Purpose - To analyse productivity of public expenditures; especially to find out the effect of human capital investment on private sector productivity. Design/methodology/approach - Several measures of public sector capital stock are constructed. These measures are used in testing the effects on private sector productivity. Empirical analysis makes use of cross‐country panel data and utilizes various panel econometric methods. Findings - The main finding is that public sector capital has a positive impact on private sector productivity. Some evidence is provided to the hypotheses that also human capital that is generated within the public sector increases private sector productivity. Research limitations/implications - There are a lot of measurement problems with the cross‐country data. Also the non‐stationarity of data creates some estimation problems. These may have some impact on the quantitative, but perhaps not on qualitative, nature of results.
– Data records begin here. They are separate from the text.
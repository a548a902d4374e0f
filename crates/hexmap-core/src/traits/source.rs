//! Map data source trait.

use crate::{MapTextItem, Result, TileId};
use async_trait::async_trait;

/// Provides the tile list and per-tile location data.
///
/// The production implementation talks to the War API over HTTP; tests
/// substitute in-memory sources.
///
/// All implementations must be `Send + Sync` so that tile requests can be
/// driven concurrently on the Tokio runtime.
#[async_trait]
pub trait MapSource: Send + Sync {
    /// Returns the tile identifiers in upstream order.
    ///
    /// # Errors
    ///
    /// Returns an error if the list cannot be fetched or parsed.
    async fn tiles(&self) -> Result<Vec<TileId>>;

    /// Returns the named locations of a tile, in upstream order.
    ///
    /// # Errors
    ///
    /// Returns an error if the details cannot be fetched, the service
    /// reports a failure status, or the payload lacks `mapTextItems`.
    async fn tile_details(&self, tile: &TileId) -> Result<Vec<MapTextItem>>;
}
Originality/value - Relatively few analysis have made in this area; this is true in particular with comparative (cross‐country) analysis.

Suggested Citation

  • Reino Hjerppe & Pellervo Hämäläinen & Jaakko Kiander & Matti Viren, 2007. "Do government expenditures increase private sector productivity?," International Journal of Social Economics, Emerald Group Publishing Limited, vol. 34(5), pages 345-360, April.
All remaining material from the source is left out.